AMD GPU and CPU top 1 supercomputer, 1.1 exaflops (and other 10+ "AI exaflops")

In case people missed it, there’s a new top 1, exascale, supercomputer out, Frontier.

A.
And it’s 50% more power-efficient than anything out there. Intel and Nvidia are almost gone from the top 10 list of top500 and green500 (AMD has the top 4 computers there).

AMD can seemingly take all the credit, since both the GPUs and CPUs are AMD based. However other things factor in too, e.g. the interconnect: Slingshot 11, which I hadn’t heard about.

For FP64 you’d want to explore GPUs like Tesla V100 and A100s.

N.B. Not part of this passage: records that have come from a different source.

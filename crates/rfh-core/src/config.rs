use serde::{Deserialize, Serialize};
use std::path::Path;
use std::time::Duration;
use thiserror::Error;
use tracing::warn;

use crate::events::{EventQueue, OverflowPolicy};

#[derive(Debug, Error)]
pub enum ConfigError {
    #[error("config file not found: {0}")]
    FileNotFound(String),
    #[error("config parse error: {0}")]
    ParseError(String),
    #[error("config validation error: {0}")]
    ValidationError(String),
}

#[derive(Debug, Clone, PartialEq, Serialize, Deserialize)]
#[serde(default)]
pub struct CoreConfig {
    // Session settings
    pub max_sessions: usize, // 0 = unlimited
    pub session_idle_timeout_secs: Option<u64>,

    // Event delivery
    pub event_queue: EventQueueConfig,
    pub default_drain_max: usize,
    pub default_wait_timeout_ms: u64,

    // Logging
    pub log_level: String,
}

#[derive(Debug, Clone, Default, PartialEq, Serialize, Deserialize)]
#[serde(default)]
pub struct EventQueueConfig {
    /// Maximum pending records per session; absent = unbounded
    pub capacity: Option<usize>,
    pub overflow: OverflowPolicy,
}

impl EventQueueConfig {
    pub fn build_queue(&self) -> EventQueue {
        EventQueue::with_limits(self.capacity, self.overflow)
    }
}

impl Default for CoreConfig {
    fn default() -> Self {
        Self {
            max_sessions: 0,
            session_idle_timeout_secs: None,
            event_queue: EventQueueConfig::default(),
            default_drain_max: 100,
            default_wait_timeout_ms: 0,
            log_level: "info".to_string(),
        }
    }
}

impl CoreConfig {
    pub fn load_from_file(path: impl AsRef<Path>) -> Result<Self, ConfigError> {
        let path = path.as_ref();
        let content = std::fs::read_to_string(path)
            .map_err(|e| ConfigError::FileNotFound(format!("{}: {e}", path.display())))?;

        let config: CoreConfig =
            toml::from_str(&content).map_err(|e| ConfigError::ParseError(e.to_string()))?;

        config.validate()?;
        Ok(config)
    }

    pub fn load_from_env() -> Self {
        let mut config = Self::default();

        if let Some(max) = env_parse::<usize>("RFH_MAX_SESSIONS") {
            config.max_sessions = max;
        }
        if let Some(capacity) = env_parse::<usize>("RFH_QUEUE_CAPACITY") {
            config.event_queue.capacity = Some(capacity);
        }
        if let Some(policy) = env_parse::<OverflowPolicy>("RFH_OVERFLOW_POLICY") {
            config.event_queue.overflow = policy;
        }
        if let Some(max) = env_parse::<usize>("RFH_DRAIN_MAX") {
            config.default_drain_max = max;
        }
        if let Some(ms) = env_parse::<u64>("RFH_WAIT_TIMEOUT_MS") {
            config.default_wait_timeout_ms = ms;
        }
        if let Some(secs) = env_parse::<u64>("RFH_SESSION_IDLE_SECS") {
            config.session_idle_timeout_secs = Some(secs);
        }
        if let Ok(level) = std::env::var("RUST_LOG") {
            config.log_level = level;
        }

        config
    }

    pub fn validate(&self) -> Result<(), ConfigError> {
        if self.event_queue.capacity == Some(0) {
            return Err(ConfigError::ValidationError(
                "event_queue.capacity must be at least 1 when set".to_string(),
            ));
        }
        if self.default_drain_max == 0 {
            return Err(ConfigError::ValidationError(
                "default_drain_max must be at least 1".to_string(),
            ));
        }
        if self.session_idle_timeout_secs == Some(0) {
            return Err(ConfigError::ValidationError(
                "session_idle_timeout_secs must be at least 1 when set".to_string(),
            ));
        }
        if self.log_level.trim().is_empty() {
            return Err(ConfigError::ValidationError(
                "log_level must not be empty".to_string(),
            ));
        }
        Ok(())
    }

    pub fn default_wait_timeout(&self) -> Duration {
        Duration::from_millis(self.default_wait_timeout_ms)
    }

    pub fn session_idle_timeout(&self) -> Option<Duration> {
        self.session_idle_timeout_secs.map(Duration::from_secs)
    }
}

fn env_parse<T: std::str::FromStr>(key: &str) -> Option<T> {
    let raw = std::env::var(key).ok()?;
    match raw.parse::<T>() {
        Ok(value) => Some(value),
        Err(_) => {
            warn!(key, value = %raw, "ignoring unparsable environment override");
            None
        }
    }
}
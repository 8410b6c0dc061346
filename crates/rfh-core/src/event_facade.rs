//! Built-in `events` facade: the client's way to consume its session's queue.

use async_trait::async_trait;
use serde_json::{json, Value};
use std::sync::Arc;
use std::time::Duration;

use crate::errors::CoreError;
use crate::events::{EventQueue, EventSink};
use crate::facade::{Facade, FacadeContext, FacadeCore, FacadeFactory};
use crate::params::Params;

/// Name of the built-in event facade in every catalog.
pub const EVENTS_FACADE: &str = "events";

/// Exposes `poll`, `wait`, `waitFor`, `post`, `clear` and `stats` over the
/// session's event queue.
pub struct EventFacade {
    core: FacadeCore,
    queue: Arc<EventQueue>,
    default_max: usize,
    default_timeout: Duration,
}

impl EventFacade {
    /// Queue sink for dependent facades that publish on the session's behalf.
    pub fn sink(&self) -> EventSink {
        self.queue.sink()
    }

    pub fn pending(&self) -> usize {
        self.queue.pending()
    }

    fn timeout(&self, params: &Params) -> Result<Duration, CoreError> {
        Ok(params
            .optional::<u64>("timeout_ms")?
            .map(Duration::from_millis)
            .unwrap_or(self.default_timeout))
    }

    fn max(&self, params: &Params) -> Result<usize, CoreError> {
        Ok(params.optional::<usize>("max")?.unwrap_or(self.default_max))
    }
}

#[async_trait]
impl Facade for EventFacade {
    fn core(&self) -> &FacadeCore {
        &self.core
    }

    async fn invoke(&self, method: &str, params: Params) -> Result<Value, CoreError> {
        self.core.ensure_active()?;
        match method {
            "poll" => {
                let records = self.queue.poll(self.max(&params)?);
                Ok(serde_json::to_value(records).map_err(anyhow::Error::from)?)
            }
            "wait" => {
                let max = self.max(&params)?;
                let timeout = self.timeout(&params)?;
                let records = self.queue.drain(max, timeout).await;
                Ok(serde_json::to_value(records).map_err(anyhow::Error::from)?)
            }
            "waitFor" => {
                let name: String = params.required("name")?;
                let timeout = self.timeout(&params)?;
                let record = self.queue.wait_for(&name, timeout).await;
                Ok(serde_json::to_value(record).map_err(anyhow::Error::from)?)
            }
            "post" => {
                let name: String = params.required("name")?;
                let data = params.optional::<Value>("data")?.unwrap_or(Value::Null);
                Ok(json!(self.queue.publish(name, data)))
            }
            "clear" => Ok(json!(self.queue.clear())),
            "stats" => Ok(serde_json::to_value(self.queue.stats()).map_err(anyhow::Error::from)?),
            other => Err(CoreError::UnknownMethod {
                facade: EVENTS_FACADE.to_string(),
                method: other.to_string(),
            }),
        }
    }
}

/// Factory registered automatically by [`crate::FacadeCatalog::builder`].
pub struct EventFacadeFactory;

impl FacadeFactory for EventFacadeFactory {
    fn name(&self) -> &'static str {
        EVENTS_FACADE
    }

    fn create(&self, ctx: FacadeContext) -> anyhow::Result<Arc<dyn Facade>> {
        Ok(Arc::new(EventFacade {
            core: ctx.core(),
            queue: Arc::clone(ctx.queue()),
            default_max: ctx.config().default_drain_max,
            default_timeout: ctx.config().default_wait_timeout(),
        }))
    }
}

Well, I would explore AMD… and also Metal.jl. Anyone know what’s responsible for the 50%+ more efficiency (and much faster Float64)? I don’t think it can be the interconnect (unless others really hold performance back, and all are limited by the same speed of light).

Note, HP which makes the AMD-based supercomputers, bought Cray in 2019 if I recall, and it’s their interconnect (so deserve some credit too):

A high performance network for HPE Cray supercomputers and HPE HPC clusters designed for exascale era supercomputing […]
Ethernet compatible, HPE Slingshot interconnect enables straightforward execution of cloudlike and converged workloads in a high performance computing environment.

B.
It’s unclear to me if the already “existing” computer has “20 AI exaflops”, or bad reporting.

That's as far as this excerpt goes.